I realize now that I suck at dieting.
February 10, 2008 8:35pm CST
I lost 70 pounds about 2 years ago. I gained 30 back when I hurt my back about a year ago thanks to muscle relaxers and my couch. Well, thanks to me sitting on my butt on the couch b/c I was taking the muscle relaxers. I am trying so hard to lose this weight now. I cannot do it. Everytime I make a little progress, I mess up. I will give myself a free day and gain back what I have lost. I weigh 188 right now. I had lost 5 pounds. Now I have gained it back. I cannot get under 180 no matter how hard I try. I don't even lose if I try to starve myself. I don't know what to do about all of this. I feel very defeated. I don't know where to look for advice. I don't know what ato do. where to seek help.
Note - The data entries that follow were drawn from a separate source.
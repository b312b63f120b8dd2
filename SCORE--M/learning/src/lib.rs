#![deny(
    clippy::all,
    clippy::pedantic,
    clippy::nursery,
    missing_docs,
    rust_2018_idioms
)]

//! Student math-score regressor: ingestion, preprocessing, model selection, and prediction.

/// Pipeline configuration and artifact locations.
#[path = "../config.rs"]
pub mod config;

/// Stage-tagged pipeline errors.
#[path = "../error.rs"]
pub mod error;

/// String-celled CSV tables.
#[path = "../table.rs"]
pub mod table;

/// Versioned artifact persistence.
#[path = "../artifact.rs"]
pub mod artifact;

/// Telemetry helpers for logging/event emission.
#[path = "../telemetry.rs"]
pub mod telemetry;

/// Dataset ingestion and train/test split.
#[path = "../ingestion.rs"]
pub mod ingestion;

/// Preprocessing fit and application.
#[path = "../transformation/main.rs"]
pub mod transformation;

/// Regression estimators.
#[path = "../models/main.rs"]
pub mod models;

/// Grid search and model selection.
#[path = "../selection/main.rs"]
pub mod selection;

/// Serving-time prediction.
#[path = "../predict.rs"]
pub mod predict;

/// High-level orchestration entry point.
#[path = "../main.rs"]
pub mod orchestration_entry;

#[cfg(test)]
#[path = "../fixtures.rs"]
mod fixtures;

pub use artifact::{load_artifact, save_artifact, Artifact, ArtifactError};
pub use config::{ArtifactStore, PipelineConfig};
pub use error::{PipelineError, Stage, StageResultExt};
pub use ingestion::{DataIngestion, DataIngestionConfig, IngestionArtifacts};
pub use models::{ModelError, ModelKind, RegressionModel, Regressor};
pub use orchestration_entry::{build_telemetry, TrainingPipeline};
pub use predict::{CustomData, PredictPipeline};
pub use selection::{ModelCatalog, ModelReport, ModelScore, ModelTrainer, TrainedModel, TrainingSummary};
pub use table::{Table, TableError};
pub use telemetry::{PipelineTelemetry, PipelineTelemetryBuilder};
pub use transformation::{
    ColumnSchema, DataTransformation, DataTransformationConfig, Preprocessor, TransformationArtifacts,
};
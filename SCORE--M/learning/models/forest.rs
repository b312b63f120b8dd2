use ndarray::{Array1, ArrayView1, ArrayView2};
use rand::{Rng, SeedableRng};
use rand_chacha::ChaCha8Rng;
use rayon::prelude::*;
use serde::{Deserialize, Serialize};

use super::{
    check_features, check_training,
    params::ParamSet,
    tree::{DecisionTreeRegressor, TreeParams},
    ModelError, Regressor,
};

/// Bagged ensemble of fully grown squared-error trees.
#[derive(Debug, Clone, PartialEq, Serialize, Deserialize)]
pub struct RandomForestRegressor {
    n_estimators: usize,
    bootstrap: bool,
    seed: u64,
    trees: Vec<DecisionTreeRegressor>,
}

impl RandomForestRegressor {
    /// Hyperparameters accepted by [`RandomForestRegressor::from_params`].
    pub const PARAMS: [&'static str; 1] = ["n_estimators"];

    /// Unfitted forest.
    #[must_use]
    pub fn new(n_estimators: usize, seed: u64) -> Self {
        Self {
            n_estimators,
            bootstrap: true,
            seed,
            trees: Vec::new(),
        }
    }

    /// Unfitted forest configured from a parameter assignment.
    pub fn from_params(params: &ParamSet, seed: u64) -> Result<Self, ModelError> {
        params.ensure_known("random_forest", &Self::PARAMS)?;
        Ok(Self::new(params.count("n_estimators", 100)?, seed))
    }

    /// Fitted trees.
    #[must_use]
    pub fn trees(&self) -> &[DecisionTreeRegressor] {
        &self.trees
    }
}

impl Regressor for RandomForestRegressor {
    fn fit(&mut self, x: ArrayView2<'_, f64>, y: ArrayView1<'_, f64>) -> Result<(), ModelError> {
        check_training(x, y)?;
        let targets = y.to_vec();
        let n = x.nrows();
        // Per-tree seeds are drawn up front so parallel fitting stays reproducible.
        let mut rng = ChaCha8Rng::seed_from_u64(self.seed);
        let tree_seeds: Vec<u64> = (0..self.n_estimators).map(|_| rng.gen()).collect();
        let bootstrap = self.bootstrap;
        self.trees = tree_seeds
            .into_par_iter()
            .map(|tree_seed| -> Result<DecisionTreeRegressor, ModelError> {
                let rows: Vec<usize> = if bootstrap {
                    let mut rng = ChaCha8Rng::seed_from_u64(tree_seed);
                    (0..n).map(|_| rng.gen_range(0..n)).collect()
                } else {
                    (0..n).collect()
                };
                let mut tree = DecisionTreeRegressor::new(TreeParams::default());
                tree.fit_rows(x, &targets, rows)?;
                Ok(tree)
            })
            .collect::<Result<Vec<_>, ModelError>>()?;
        Ok(())
    }

    fn predict(&self, x: ArrayView2<'_, f64>) -> Result<Array1<f64>, ModelError> {
        let Some(first) = self.trees.first() else {
            return Err(ModelError::NotFitted);
        };
        check_features(first.n_features(), x)?;
        #[allow(clippy::cast_precision_loss)]
        let count = self.trees.len() as f64;
        Ok(x
            .rows()
            .into_iter()
            .map(|row| self.trees.iter().map(|tree| tree.predict_row(row)).sum::<f64>() / count)
            .collect())
    }
}

#[cfg(test)]
mod tests {
    use super::*;
    use ndarray::Array2;

    fn curve() -> (Array2<f64>, Array1<f64>) {
        let x = Array2::from_shape_fn((60, 2), |(row, col)| {
            if col == 0 {
                row as f64 / 6.0
            } else {
                (row % 4) as f64
            }
        });
        let y = x.column(0).mapv(|v| (v * 0.8).sin() * 10.0 + v);
        (x, y)
    }

    #[test]
    fn forest_is_reproducible_for_a_seed() {
        let (x, y) = curve();
        let mut first = RandomForestRegressor::new(8, 42);
        let mut second = RandomForestRegressor::new(8, 42);
        first.fit(x.view(), y.view()).unwrap();
        second.fit(x.view(), y.view()).unwrap();
        assert_eq!(first.trees().len(), 8);
        assert_eq!(
            first.predict(x.view()).unwrap(),
            second.predict(x.view()).unwrap()
        );
    }

    #[test]
    fn forest_tracks_the_training_curve() {
        let (x, y) = curve();
        let mut forest = RandomForestRegressor::from_params(
            &ParamSet::new().with("n_estimators", 16_i64),
            7,
        )
        .unwrap();
        forest.fit(x.view(), y.view()).unwrap();
        let pred = forest.predict(x.view()).unwrap();
        let mse = (&pred - &y).mapv(|d| d * d).mean().unwrap();
        assert!(mse < 2.0, "mse {mse}");
    }

    #[test]
    fn unfitted_forest_refuses_to_predict() {
        let forest = RandomForestRegressor::new(4, 0);
        assert!(matches!(
            forest.predict(Array2::zeros((1, 2)).view()),
            Err(ModelError::NotFitted)
        ));
    }
}
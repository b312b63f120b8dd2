#![deny(
    clippy::all,
    clippy::pedantic,
    clippy::nursery,
    missing_docs,
    rust_2018_idioms
)]

//! Structured JSON-lines logging shared by the pipeline stages and the web server.

use std::{
    fmt,
    fs::{self, File},
    io::Write,
    path::{Path, PathBuf},
};

use anyhow::Result;
use chrono::{DateTime, Utc};
use parking_lot::Mutex;
use serde::{Deserialize, Serialize};

/// Log severity level, ordered from least to most severe.
#[derive(Debug, Clone, Copy, Serialize, Deserialize, PartialEq, Eq, PartialOrd, Ord)]
#[serde(rename_all = "UPPERCASE")]
pub enum LogLevel {
    /// Debug information.
    Debug,
    /// Informational events.
    Info,
    /// Warning indicator.
    Warn,
    /// Error indicator.
    Error,
}

impl fmt::Display for LogLevel {
    fn fmt(&self, f: &mut fmt::Formatter<'_>) -> fmt::Result {
        let label = match self {
            Self::Debug => "DEBUG",
            Self::Info => "INFO",
            Self::Warn => "WARN",
            Self::Error => "ERROR",
        };
        f.write_str(label)
    }
}

/// Structured log record.
#[derive(Debug, Clone, Serialize, Deserialize)]
pub struct LogRecord {
    /// Timestamp in ISO8601.
    pub timestamp: DateTime<Utc>,
    /// Component emitting the log (e.g. `ingestion`).
    pub module: String,
    /// Severity.
    pub level: LogLevel,
    /// Short event name or message.
    pub message: String,
    /// Structured fields attached to the record.
    #[serde(default, skip_serializing_if = "serde_json::Map::is_empty")]
    pub metadata: serde_json::Map<String, serde_json::Value>,
}

impl LogRecord {
    /// Creates a record with the provided info.
    #[must_use]
    pub fn new(module: impl Into<String>, level: LogLevel, message: impl Into<String>) -> Self {
        Self {
            timestamp: Utc::now(),
            module: module.into(),
            level,
            message: message.into(),
            metadata: serde_json::Map::new(),
        }
    }

    /// Attaches the fields of a JSON object; non-object values land under `value`.
    #[must_use]
    pub fn with_metadata(mut self, metadata: serde_json::Value) -> Self {
        match metadata {
            serde_json::Value::Object(map) => self.metadata = map,
            serde_json::Value::Null => {}
            other => {
                self.metadata.insert("value".into(), other);
            }
        }
        self
    }

    fn console_line(&self) -> String {
        let mut line = format!(
            "{} {:<5} [{}] {}",
            self.timestamp.format("%Y-%m-%d %H:%M:%S"),
            self.level,
            self.module,
            self.message
        );
        if !self.metadata.is_empty() {
            line.push(' ');
            line.push_str(&serde_json::Value::Object(self.metadata.clone()).to_string());
        }
        line
    }
}

/// Thread-safe JSON logger with append-only semantics and an optional stderr mirror.
#[derive(Debug)]
pub struct JsonLogger {
    path: Option<PathBuf>,
    writer: Option<Mutex<File>>,
    echo: bool,
    min_level: LogLevel,
}

impl JsonLogger {
    /// Creates or opens a logger appending to the given path.
    pub fn new(path: impl AsRef<Path>) -> Result<Self> {
        let path = path.as_ref().to_path_buf();
        if let Some(parent) = path.parent() {
            if !parent.as_os_str().is_empty() {
                fs::create_dir_all(parent)?;
            }
        }
        let file = fs::OpenOptions::new()
            .create(true)
            .append(true)
            .open(&path)?;
        Ok(Self {
            path: Some(path),
            writer: Some(Mutex::new(file)),
            echo: false,
            min_level: LogLevel::Debug,
        })
    }

    /// Logger that only writes human-readable lines to stderr.
    #[must_use]
    pub const fn console() -> Self {
        Self {
            path: None,
            writer: None,
            echo: true,
            min_level: LogLevel::Info,
        }
    }

    /// Mirrors every accepted record to stderr.
    #[must_use]
    pub fn echo_to_stderr(mut self, echo: bool) -> Self {
        self.echo = echo;
        self
    }

    /// Drops records below `level`.
    #[must_use]
    pub fn min_level(mut self, level: LogLevel) -> Self {
        self.min_level = level;
        self
    }

    /// Writes a log record as a JSON line.
    pub fn log(&self, record: &LogRecord) -> Result<()> {
        if record.level < self.min_level {
            return Ok(());
        }
        if let Some(writer) = &self.writer {
            let mut writer = writer.lock();
            serde_json::to_writer(&mut *writer, record)?;
            writer.write_all(b"\n")?;
            writer.flush()?;
        }
        if self.echo {
            eprintln!("{}", record.console_line());
        }
        Ok(())
    }

    /// Returns the file path, if this logger writes to one.
    #[must_use]
    pub fn path(&self) -> Option<&Path> {
        self.path.as_deref()
    }
}
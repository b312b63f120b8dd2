use ndarray::{Array1, ArrayView1, ArrayView2};
use rand::distributions::{Distribution, WeightedIndex};
use rand::SeedableRng;
use rand_chacha::ChaCha8Rng;
use serde::{Deserialize, Serialize};

use super::{
    check_features, check_training,
    params::ParamSet,
    tree::{DecisionTreeRegressor, TreeParams},
    ModelError, Regressor,
};

/// AdaBoost.R2 with linear loss over depth-3 regression trees.
///
/// Each round fits a tree on a weighted bootstrap of the training rows, then raises the
/// weight of rows it predicts badly. Prediction is the weighted median of the trees.
#[derive(Debug, Clone, PartialEq, Serialize, Deserialize)]
pub struct AdaBoostRegressor {
    learning_rate: f64,
    n_estimators: usize,
    seed: u64,
    estimators: Vec<DecisionTreeRegressor>,
    weights: Vec<f64>,
}

impl AdaBoostRegressor {
    /// Hyperparameters accepted by [`AdaBoostRegressor::from_params`].
    pub const PARAMS: [&'static str; 2] = ["learning_rate", "n_estimators"];

    /// Unfitted model configured from a parameter assignment.
    pub fn from_params(params: &ParamSet, seed: u64) -> Result<Self, ModelError> {
        params.ensure_known("adaboost", &Self::PARAMS)?;
        Ok(Self {
            learning_rate: params.positive_float("learning_rate", 1.0)?,
            n_estimators: params.count("n_estimators", 50)?,
            seed,
            estimators: Vec::new(),
            weights: Vec::new(),
        })
    }

    /// Fitted trees and their voting weights.
    pub fn ensemble(&self) -> impl Iterator<Item = (&DecisionTreeRegressor, f64)> {
        self.estimators.iter().zip(self.weights.iter().copied())
    }

    fn weighted_median(&self, row: ArrayView1<'_, f64>) -> f64 {
        let mut votes: Vec<(f64, f64)> = self
            .ensemble()
            .map(|(tree, weight)| (tree.predict_row(row), weight))
            .collect();
        votes.sort_by(|a, b| a.0.total_cmp(&b.0));
        let total: f64 = votes.iter().map(|(_, weight)| weight).sum();
        let mut cumulative = 0.0;
        for (prediction, weight) in &votes {
            cumulative += weight;
            if cumulative >= 0.5 * total {
                return *prediction;
            }
        }
        votes.last().map_or(f64::NAN, |(prediction, _)| *prediction)
    }
}

impl Regressor for AdaBoostRegressor {
    fn fit(&mut self, x: ArrayView2<'_, f64>, y: ArrayView1<'_, f64>) -> Result<(), ModelError> {
        check_training(x, y)?;
        let n = x.nrows();
        let targets = y.to_vec();
        #[allow(clippy::cast_precision_loss)]
        let mut sample_weight = vec![1.0 / n as f64; n];
        let mut rng = ChaCha8Rng::seed_from_u64(self.seed);
        let base = TreeParams {
            max_depth: Some(3),
            ..TreeParams::default()
        };
        self.estimators.clear();
        self.weights.clear();

        for _ in 0..self.n_estimators {
            let sampler = WeightedIndex::new(&sample_weight)
                .map_err(|err| ModelError::InvalidTarget(format!("sample weights: {err}")))?;
            let rows: Vec<usize> = (0..n).map(|_| sampler.sample(&mut rng)).collect();
            let mut tree = DecisionTreeRegressor::new(base.clone());
            tree.fit_rows(x, &targets, rows)?;

            let errors: Vec<f64> = x
                .rows()
                .into_iter()
                .zip(&targets)
                .map(|(row, target)| (tree.predict_row(row) - target).abs())
                .collect();
            let error_max = errors.iter().copied().fold(0.0, f64::max);
            let losses: Vec<f64> = if error_max > 0.0 {
                errors.iter().map(|e| e / error_max).collect()
            } else {
                errors
            };
            let estimator_error: f64 = losses
                .iter()
                .zip(&sample_weight)
                .map(|(loss, weight)| loss * weight)
                .sum();

            if estimator_error <= 0.0 {
                // Perfect fit: keep it and stop.
                self.estimators.push(tree);
                self.weights.push(1.0);
                break;
            }
            if estimator_error >= 0.5 {
                // Worse than chance: drop it unless it is the only one.
                if self.estimators.is_empty() {
                    self.estimators.push(tree);
                    self.weights.push(1.0);
                }
                break;
            }

            let beta = estimator_error / (1.0 - estimator_error);
            let estimator_weight = self.learning_rate * (1.0 / beta).ln();
            for (weight, loss) in sample_weight.iter_mut().zip(&losses) {
                *weight *= beta.powf((1.0 - loss) * self.learning_rate);
            }
            let total: f64 = sample_weight.iter().sum();
            if total <= 0.0 || !total.is_finite() {
                self.estimators.push(tree);
                self.weights.push(estimator_weight);
                break;
            }
            for weight in &mut sample_weight {
                *weight /= total;
            }
            self.estimators.push(tree);
            self.weights.push(estimator_weight);
        }
        Ok(())
    }

    fn predict(&self, x: ArrayView2<'_, f64>) -> Result<Array1<f64>, ModelError> {
        let Some(first) = self.estimators.first() else {
            return Err(ModelError::NotFitted);
        };
        check_features(first.n_features(), x)?;
        Ok(x
            .rows()
            .into_iter()
            .map(|row| self.weighted_median(row))
            .collect())
    }
}

#[cfg(test)]
mod tests {
    use super::*;
    use ndarray::{array, Array2};

    fn wave() -> (Array2<f64>, Array1<f64>) {
        let x = Array2::from_shape_fn((60, 1), |(row, _)| row as f64 / 10.0);
        let y = x.column(0).mapv(|v| (v * 1.3).sin() * 4.0 + v);
        (x, y)
    }

    #[test]
    fn ensemble_tracks_the_wave() {
        let (x, y) = wave();
        let mut model = AdaBoostRegressor::from_params(
            &ParamSet::new()
                .with("n_estimators", 32_i64)
                .with("learning_rate", 0.5),
            42,
        )
        .unwrap();
        model.fit(x.view(), y.view()).unwrap();
        let pred = model.predict(x.view()).unwrap();
        let mse = (&pred - &y).mapv(|d| d * d).mean().unwrap();
        let mean = y.mean().unwrap();
        let var = y.mapv(|v| (v - mean).powi(2)).mean().unwrap();
        assert!(mse < 0.25 * var, "mse {mse} var {var}");
    }

    #[test]
    fn weights_are_positive_and_seeded() {
        let (x, y) = wave();
        let params = ParamSet::new().with("n_estimators", 8_i64);
        let mut first = AdaBoostRegressor::from_params(&params, 5).unwrap();
        let mut second = AdaBoostRegressor::from_params(&params, 5).unwrap();
        first.fit(x.view(), y.view()).unwrap();
        second.fit(x.view(), y.view()).unwrap();
        assert!(first.ensemble().all(|(_, weight)| weight > 0.0));
        assert_eq!(first, second);
    }

    #[test]
    fn perfect_fit_stops_early() {
        let x = array![[0.0], [1.0], [2.0], [3.0]];
        let y = array![1.0, 1.0, 1.0, 1.0];
        let mut model =
            AdaBoostRegressor::from_params(&ParamSet::new().with("n_estimators", 10_i64), 0)
                .unwrap();
        model.fit(x.view(), y.view()).unwrap();
        assert_eq!(model.ensemble().count(), 1);
        assert_eq!(model.predict(x.view()).unwrap(), y);
    }
}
I'm just feeling very down on myself I guess. Thought I would rant a little. Sorry that it had to be on here.
19 Feb 08
Hey don't feel bad. I lost 55 lbs out of 70 that I wanted to lose and as soon as life got difficult I fell into a big depression and put every lb on and then some. I know how it feels, unfortunately it won't come off as quickly as we like. It took me over a year to put that weight back on and its going to take me longer to take it off. Hang in there, try not to feel down. And be sure not to under eat, believe it or not that is worse than over eating. Are you seeing a dietician? He or she will put you on a plan that will help you, make sure you are getting the right amount of calories and exercise and the weight will come off but it unfortunately won't happen overnight.